These extreme actions remind us of concurrent showmanship in Paris, Milan, Zürich, but while the Russians were fully aware of Western trends and borrowed freely from them, they pursued them ferociously, with creative exaggeration, often arriving at conclusions unthinkable in the birthplaces of Cubism and Futurism. The vibrant stage designs for Sergei Diaghilev’s Ballets Russes in Paris by Natalya Goncharova and Mikhail Larionov; the dramatic entry into abstract painting by Kandinsky, Larionov, and Malevich; Tatlin’s nonobjective reliefs of mixed media and his soaring spiralic tower of 1919–1920; the visionary architecture and design of the 1920s by Gustav Klutsis, El Lissitzky, Konstantin Melnikov, Liubov Popova, Alexander Rodchenko, and the Vesnin brothers; Pavel Filonov’s Analytical Art8—these are just a few of the Russian achievements that have now been acclaimed as central to the development of twentieth-century culture.

How can we explain the remarkable success of this great experiment?
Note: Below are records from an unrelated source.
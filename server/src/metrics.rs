//! # Prometheus Metrics
//!
//! Operational metrics for the banking API, scraped from the `/metrics`
//! endpoint on the dedicated metrics port.
//!
//! All metrics live in a dedicated [`prometheus::Registry`] under the
//! `centra` namespace so they never collide with default-registry users.

use axum::http::StatusCode;
use axum::response::IntoResponse;
use prometheus::{Encoder, Histogram, HistogramOpts, IntCounter, IntGauge, Registry, TextEncoder};
use std::sync::Arc;

/// Holds all Prometheus metric handles for the server.
///
/// Clone-friendly (prometheus handles are internally shared) so it can be
/// passed to request handlers and background tasks alike.
#[derive(Clone)]
pub struct BankMetrics {
    registry: Registry,
    /// Total transaction records appended to the ledger.
    pub transactions_posted_total: IntCounter,
    /// Total deposits applied (customer-facing and admin).
    pub deposits_total: IntCounter,
    /// Total peer transfers committed.
    pub transfers_total: IntCounter,
    /// Money-movement operations rejected by validation or sufficiency
    /// checks (insufficient funds, bad amount, unknown recipient).
    pub rejected_operations_total: IntCounter,
    /// Accounts opened since process start.
    pub accounts_created_total: IntCounter,
    /// Live sessions right now.
    pub active_sessions: IntGauge,
    /// Accounts on file (sampled after mutations).
    pub accounts_total: IntGauge,
    /// End-to-end money-movement latency in seconds.
    pub operation_latency_seconds: Histogram,
}

impl BankMetrics {
    /// Creates and registers all metrics. Call once at startup.
    pub fn new() -> Self {
        let registry = Registry::new_custom(Some("centra".into()), None)
            .expect("failed to create prometheus registry");

        fn counter(registry: &Registry, name: &str, help: &str) -> IntCounter {
            let c = IntCounter::new(name, help).expect("metric creation");
            registry.register(Box::new(c.clone())).expect("metric registration");
            c
        }

        fn gauge(registry: &Registry, name: &str, help: &str) -> IntGauge {
            let g = IntGauge::new(name, help).expect("metric creation");
            registry.register(Box::new(g.clone())).expect("metric registration");
            g
        }

        let transactions_posted_total = counter(
            &registry,
            "transactions_posted_total",
            "Total transaction records appended to the ledger",
        );
        let deposits_total = counter(&registry, "deposits_total", "Total deposits applied");
        let transfers_total =
            counter(&registry, "transfers_total", "Total peer transfers committed");
        let rejected_operations_total = counter(
            &registry,
            "rejected_operations_total",
            "Money-movement operations rejected before committing",
        );
        let accounts_created_total = counter(
            &registry,
            "accounts_created_total",
            "Accounts opened since process start",
        );
        let active_sessions = gauge(&registry, "active_sessions", "Live customer sessions");
        let accounts_total = gauge(&registry, "accounts_total", "Accounts on file");

        let operation_latency_seconds = Histogram::with_opts(
            HistogramOpts::new(
                "operation_latency_seconds",
                "End-to-end money-movement operation latency in seconds",
            )
            .buckets(vec![
                0.001, 0.005, 0.01, 0.025, 0.05, 0.1, 0.25, 0.5, 1.0, 2.5,
            ]),
        )
        .expect("metric creation");
        registry
            .register(Box::new(operation_latency_seconds.clone()))
            .expect("metric registration");

        Self {
            registry,
            transactions_posted_total,
            deposits_total,
            transfers_total,
            rejected_operations_total,
            accounts_created_total,
            active_sessions,
            accounts_total,
            operation_latency_seconds,
        }
    }

    /// Encodes all registered metrics into the Prometheus text format.
    pub fn encode(&self) -> Result<String, prometheus::Error> {
        let encoder = TextEncoder::new();
        let metric_families = self.registry.gather();
        let mut buffer = Vec::new();
        encoder.encode(&metric_families, &mut buffer)?;
        Ok(String::from_utf8(buffer).expect("prometheus output is valid utf-8"))
    }
}

impl Default for BankMetrics {
    fn default() -> Self {
        Self::new()
    }
}

/// Shared metrics handle passed to axum handlers.
pub type SharedMetrics = Arc<BankMetrics>;

/// Axum handler rendering `/metrics` in Prometheus text format.
pub async fn metrics_handler(
    axum::extract::State(metrics): axum::extract::State<SharedMetrics>,
) -> impl IntoResponse {
    match metrics.encode() {
        Ok(body) => (
            StatusCode::OK,
            [("content-type", "text/plain; version=0.0.4; charset=utf-8")],
            body,
        )
            .into_response(),
        Err(e) => {
            tracing::error!("failed to encode metrics: {}", e);
            (StatusCode::INTERNAL_SERVER_ERROR, "metrics encoding failed").into_response()
        }
    }
}

#[cfg(test)]
mod tests {
    use super::*;

    #[test]
    fn metrics_register_and_encode() {
        let metrics = BankMetrics::new();
        metrics.transfers_total.inc();
        metrics.active_sessions.set(3);

        let body = metrics.encode().expect("encode");
        assert!(body.contains("centra_transfers_total 1"));
        assert!(body.contains("centra_active_sessions 3"));
    }
}
//! # KYC Desk
//!
//! Submission and review workflow for identity documents. The review status
//! lives on the [`KycRecord`] and is mirrored onto the owning account's
//! `kyc_status` on every change, so dashboards read one record, not two.

use crate::model::{AccountId, KycRecord, KycStatus};
use crate::store::{BankDb, StoreError};

#[derive(Debug, thiserror::Error)]
pub enum KycError {
    #[error("account not found")]
    AccountNotFound,

    #[error("no KYC submission for this account")]
    NotSubmitted,

    /// Review decisions are Approved or Rejected; nothing else.
    #[error("{0} is not a review decision")]
    InvalidDecision(KycStatus),

    #[error("store error: {0}")]
    Store(#[from] StoreError),
}

#[derive(Clone)]
pub struct KycDesk {
    db: BankDb,
}

impl KycDesk {
    pub fn new(db: BankDb) -> Self {
        Self { db }
    }

    /// Records a document submission and moves the account to
    /// `Under Review`. Resubmission replaces the previous documents and
    /// restarts the review.
    pub fn submit(
        &self,
        account_id: AccountId,
        id_front: String,
        id_back: String,
        selfie: String,
    ) -> Result<KycRecord, KycError> {
        let mut account = self
            .db
            .get_account(&account_id)?
            .ok_or(KycError::AccountNotFound)?;

        let record = KycRecord::submitted(account_id, id_front, id_back, selfie);
        self.db.put_kyc(&record)?;

        account.kyc_status = record.status;
        self.db.put_account(&account)?;

        Ok(record)
    }

    pub fn get(&self, account_id: &AccountId) -> Result<Option<KycRecord>, KycError> {
        Ok(self.db.get_kyc(account_id)?)
    }

    /// The admin review queue: every submission on file.
    pub fn pending_reviews(&self) -> Result<Vec<KycRecord>, KycError> {
        Ok(self.db.all_kyc()?)
    }

    /// Applies an admin decision and mirrors it onto the account.
    pub fn review(
        &self,
        account_id: &AccountId,
        decision: KycStatus,
    ) -> Result<KycRecord, KycError> {
        if !matches!(decision, KycStatus::Approved | KycStatus::Rejected) {
            return Err(KycError::InvalidDecision(decision));
        }

        let mut record = self
            .db
            .get_kyc(account_id)?
            .ok_or(KycError::NotSubmitted)?;
        record.status = decision;
        self.db.put_kyc(&record)?;

        if let Some(mut account) = self.db.get_account(account_id)? {
            account.kyc_status = decision;
            self.db.put_account(&account)?;
        }

        Ok(record)
    }
}

// ---------------------------------------------------------------------------
// Tests
// ---------------------------------------------------------------------------
impl From<AuthError> for ApiError {
    fn from(err: AuthError) -> Self {
        match &err {
            AuthError::InvalidCredentials => Self::new(
                StatusCode::UNAUTHORIZED,
                "invalid_credentials",
                err.to_string(),
            ),
            AuthError::AccountRestricted { .. } => Self::new(
                StatusCode::FORBIDDEN,
                "account_restricted",
                err.to_string(),
            ),
            AuthError::InvalidSession | AuthError::SessionExpired => {
                Self::unauthorized(&err.to_string())
            }
            AuthError::Hash(_) | AuthError::Store(_) => Self::internal(err.to_string()),
        }
    }
}

impl From<DirectoryError> for ApiError {
    fn from(err: DirectoryError) -> Self {
        match &err {
            DirectoryError::EmailTaken => {
                Self::new(StatusCode::CONFLICT, "email_taken", err.to_string())
            }
            DirectoryError::AccountNotFound => {
                Self::new(StatusCode::NOT_FOUND, "account_not_found", err.to_string())
            }
            DirectoryError::AccountNumberExhausted | DirectoryError::Store(_) => {
                Self::internal(err.to_string())
            }
        }
    }
}

impl From<KycError> for ApiError {
    fn from(err: KycError) -> Self {
        match &err {
            KycError::AccountNotFound => {
                Self::new(StatusCode::NOT_FOUND, "account_not_found", err.to_string())
            }
            KycError::NotSubmitted => {
                Self::new(StatusCode::NOT_FOUND, "kyc_not_submitted", err.to_string())
            }
            KycError::InvalidDecision(_) => {
                Self::new(StatusCode::BAD_REQUEST, "invalid_decision", err.to_string())
            }
            KycError::Store(_) => Self::internal(err.to_string()),
        }
    }
}

impl From<SupportError> for ApiError {
    fn from(err: SupportError) -> Self {
        match &err {
            SupportError::AccountNotFound => {
                Self::new(StatusCode::NOT_FOUND, "account_not_found", err.to_string())
            }
            SupportError::EmptyMessage => {
                Self::new(StatusCode::BAD_REQUEST, "empty_message", err.to_string())
            }
            SupportError::Store(_) => Self::internal(err.to_string()),
        }
    }
}
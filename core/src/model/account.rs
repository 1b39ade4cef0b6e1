//! Account records — one per customer.
//!
//! The `balance` field is the single canonical source of truth for a
//! customer's funds. There is deliberately no secondary or legacy balance
//! field anywhere in the system; every read and write path goes through
//! this one attribute, and only the ledger is allowed to change it.

use chrono::{DateTime, Utc};
use rust_decimal::Decimal;
use serde::{Deserialize, Serialize};
use std::fmt;
use uuid::Uuid;

use super::kyc::KycStatus;
use crate::config;

/// Opaque, stable identifier for an account. Never displayed to customers —
/// the `account_number` is the human-facing handle.
pub type AccountId = Uuid;

// ---------------------------------------------------------------------------
// AccountType
// ---------------------------------------------------------------------------

/// Product category chosen at signup. Display-only today; no product logic
/// branches on it.
#[derive(Debug, Clone, Copy, PartialEq, Eq, Hash, Serialize, Deserialize)]
pub enum AccountType {
    Savings,
    Checking,
    Business,
}

impl fmt::Display for AccountType {
    fn fmt(&self, f: &mut fmt::Formatter<'_>) -> fmt::Result {
        match self {
            Self::Savings => write!(f, "Savings"),
            Self::Checking => write!(f, "Checking"),
            Self::Business => write!(f, "Business"),
        }
    }
}

// ---------------------------------------------------------------------------
// AccountStatus
// ---------------------------------------------------------------------------

/// Lifecycle state of an account.
///
/// Anything other than `Active` blocks login and all money movement —
/// enforced at the authorization boundary, not just in UI gating.
#[derive(Debug, Clone, Copy, PartialEq, Eq, Hash, Serialize, Deserialize)]
pub enum AccountStatus {
    /// Normal operation.
    Active,
    /// Administratively suspended. Reversible.
    Suspended,
    /// Frozen by a compliance or support action. Reversible.
    Frozen,
    /// Closed for good. The record survives until an admin hard-deletes it.
    Closed,
}

impl AccountStatus {
    /// Whether this status permits login and money movement.
    pub fn is_active(self) -> bool {
        matches!(self, Self::Active)
    }
}

impl fmt::Display for AccountStatus {
    fn fmt(&self, f: &mut fmt::Formatter<'_>) -> fmt::Result {
        match self {
            Self::Active => write!(f, "Active"),
            Self::Suspended => write!(f, "Suspended"),
            Self::Frozen => write!(f, "Frozen"),
            Self::Closed => write!(f, "Closed"),
        }
    }
}

// ---------------------------------------------------------------------------
// Account
// ---------------------------------------------------------------------------

/// One customer's bank account.
///
/// Created at signup with a zero balance and `Active` status. The profile
/// fields are customer-editable; `status`, `balance`, and `kyc_status` are
/// only touched by the ledger, the directory, and the KYC desk.
#[derive(Clone, Debug, PartialEq, Serialize, Deserialize)]
pub struct Account {
    /// Stable internal identifier (storage key).
    pub id: AccountId,

    /// 10-digit displayed account number, used for transfer lookups.
    /// Unique via the store's account-number index.
    pub account_number: String,

    /// Login identity. Stored lowercased; unique via the email index.
    pub email: String,

    /// Legal name as entered at signup.
    pub name: String,

    pub phone: String,

    /// Kept as the raw form string; nothing computes on it.
    pub date_of_birth: String,

    pub address: String,

    pub country: String,

    pub account_type: AccountType,

    /// ISO currency code. Always [`config::DEFAULT_CURRENCY`] today.
    pub currency: String,

    /// Available funds. The one and only balance field.
    pub balance: Decimal,

    pub status: AccountStatus,

    pub kyc_status: KycStatus,

    /// Profile image URL on the external image host, if uploaded.
    pub avatar_url: Option<String>,

    pub created_at: DateTime<Utc>,
}

impl Account {
    /// Creates a fresh `Active` account with a zero balance.
    ///
    /// The caller (the directory) is responsible for generating a unique
    /// account number and maintaining the lookup indexes.
    #[allow(clippy::too_many_arguments)]
    pub fn open(
        account_number: String,
        email: String,
        name: String,
        phone: String,
        date_of_birth: String,
        address: String,
        country: String,
        account_type: AccountType,
    ) -> Self {
        Self {
            id: Uuid::new_v4(),
            account_number,
            email: email.to_lowercase(),
            name,
            phone,
            date_of_birth,
            address,
            country,
            account_type,
            currency: config::DEFAULT_CURRENCY.to_string(),
            balance: Decimal::ZERO,
            status: AccountStatus::Active,
            kyc_status: KycStatus::Pending,
            avatar_url: None,
            created_at: Utc::now(),
        }
    }

    /// Whether the account may log in and move money.
    pub fn is_active(&self) -> bool {
        self.status.is_active()
    }
}

// ---------------------------------------------------------------------------
// Tests
// ---------------------------------------------------------------------------

#[cfg(test)]
mod tests {
    use super::*;

    fn sample() -> Account {
        Account::open(
            "1000200030".into(),
            "Alice@Example.com".into(),
            "Alice Martin".into(),
            "+1 555 0100".into(),
            "1990-04-02".into(),
            "12 Main St".into(),
            "US".into(),
            AccountType::Checking,
        )
    }

    #[test]
    fn open_starts_active_with_zero_balance() {
        let acc = sample();
        assert_eq!(acc.balance, Decimal::ZERO);
        assert_eq!(acc.status, AccountStatus::Active);
        assert_eq!(acc.kyc_status, KycStatus::Pending);
        assert_eq!(acc.currency, "USD");
        assert!(acc.is_active());
    }

    #[test]
    fn open_lowercases_email() {
        assert_eq!(sample().email, "alice@example.com");
    }

    #[test]
    fn only_active_status_is_active() {
        assert!(AccountStatus::Active.is_active());
        assert!(!AccountStatus::Suspended.is_active());
        assert!(!AccountStatus::Frozen.is_active());
        assert!(!AccountStatus::Closed.is_active());
    }

    #[test]
    fn status_display_tags() {
        assert_eq!(AccountStatus::Active.to_string(), "Active");
        assert_eq!(AccountStatus::Suspended.to_string(), "Suspended");
        assert_eq!(AccountStatus::Closed.to_string(), "Closed");
    }

    #[test]
    fn account_bincode_roundtrip() {
        let acc = sample();
        let bytes = bincode::serialize(&acc).expect("serialize");
        let back: Account = bincode::deserialize(&bytes).expect("deserialize");
        assert_eq!(acc, back);
    }
}
//! # CLI Interface
//!
//! Command-line argument structure for `centra-server` using `clap` derive.
//! Supports four subcommands: `run`, `init`, `status`, and `version`.

use clap::{Parser, Subcommand};
use std::path::PathBuf;

/// Centra banking API server.
///
/// Serves the customer and admin HTTP API over an embedded account store,
/// and exposes Prometheus metrics on a separate port.
#[derive(Parser, Debug)]
#[command(
    name = "centra-server",
    about = "Centra banking API server",
    version,
    propagate_version = true
)]
pub struct CentraCli {
    /// Subcommand to execute.
    #[command(subcommand)]
    pub command: Commands,
}

/// Top-level subcommands for the Centra server binary.
#[derive(Subcommand, Debug)]
pub enum Commands {
    /// Start the API server.
    Run(RunArgs),
    /// Initialize a new data directory and generate the admin API token.
    Init(InitArgs),
    /// Query the status of a running server via its HTTP endpoint.
    Status(StatusArgs),
    /// Print version information and exit.
    Version,
}

/// Arguments for the `run` subcommand.
#[derive(Parser, Debug)]
pub struct RunArgs {
    /// Path to the data directory holding the account store and the admin
    /// token. Created by `init`.
    #[arg(long, short = 'd', env = "CENTRA_DATA_DIR", default_value = "~/.centra")]
    pub data_dir: PathBuf,

    /// Port for the customer and admin HTTP API.
    #[arg(long, env = "CENTRA_HTTP_PORT", default_value_t = 8660)]
    pub http_port: u16,

    /// Port for the Prometheus metrics endpoint.
    #[arg(long, env = "CENTRA_METRICS_PORT", default_value_t = 8661)]
    pub metrics_port: u16,

    /// URL of the email delivery endpoint (`POST {to, subject, html}`).
    ///
    /// When omitted, outbound email is suppressed — signups and logins
    /// still succeed, delivery is fire-and-forget either way.
    #[arg(long, env = "CENTRA_EMAIL_ENDPOINT")]
    pub email_endpoint: Option<String>,

    /// Admin API token, overriding the one in the data directory.
    /// **Never pass this flag in production** — use the token file.
    #[arg(long, env = "CENTRA_ADMIN_TOKEN")]
    pub admin_token: Option<String>,
}

/// Arguments for the `init` subcommand.
#[derive(Parser, Debug)]
pub struct InitArgs {
    /// Path to the data directory to initialize.
    #[arg(long, short = 'd', env = "CENTRA_DATA_DIR", default_value = "~/.centra")]
    pub data_dir: PathBuf,
}

/// Arguments for the `status` subcommand.
#[derive(Parser, Debug)]
pub struct StatusArgs {
    /// HTTP endpoint of the running server.
    #[arg(long, default_value = "http://127.0.0.1:8660")]
    pub api_url: String,
}
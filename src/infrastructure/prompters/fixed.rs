use anyhow::Result;
use async_trait::async_trait;

use crate::domain::models::ConfirmPrompt;
use crate::domain::models::Prompter;

/// Answers every prompt the same way without asking. Used for non-interactive
/// runs.
pub struct FixedPrompter {
    pub answer: bool,
}

#[async_trait]
impl Prompter for FixedPrompter {
    #[allow(clippy::implicit_return)]
    async fn confirm(&self, prompt: ConfirmPrompt) -> Result<bool> {
        tracing::info!(message = prompt.message, answer = self.answer, "answered prompt");
        return Ok(self.answer);
    }
}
Some reference can be made to historical accident, but many discoveries—such as Malevich’s Black Square of 1915—were made only after the artists reprocessed and expanded Western ideas. However great were the results, they could hardly have been made without a willing assimilation and interpretation of Munich Jugendstil, Paris Cubism, Milan Futurism, the Old German Masters, etc. Kandinsky’s exposure to the Munich Secession in the late 1890s left a deep imprint on his stylistic evolution; Tatlin’s momentary confrontation with the newest ideas of both Picasso and Boccioni in Paris in 1913 prompted him to move immediately into his three-dimensional work; Malevich regarded his nonobjective system, Suprematism, as the logical development of Cubism and Futurism, as he demonstrated in his first book; Filonov reached his incisive graphic technique through his constant study of Altdorfer and Dürer; and, surely, both Gabo’s and Lissitzky’s schooling in draftsmanship and engineering design in Munich and Darmstadt respectively were a primary stimulus to their constructive aesthetic.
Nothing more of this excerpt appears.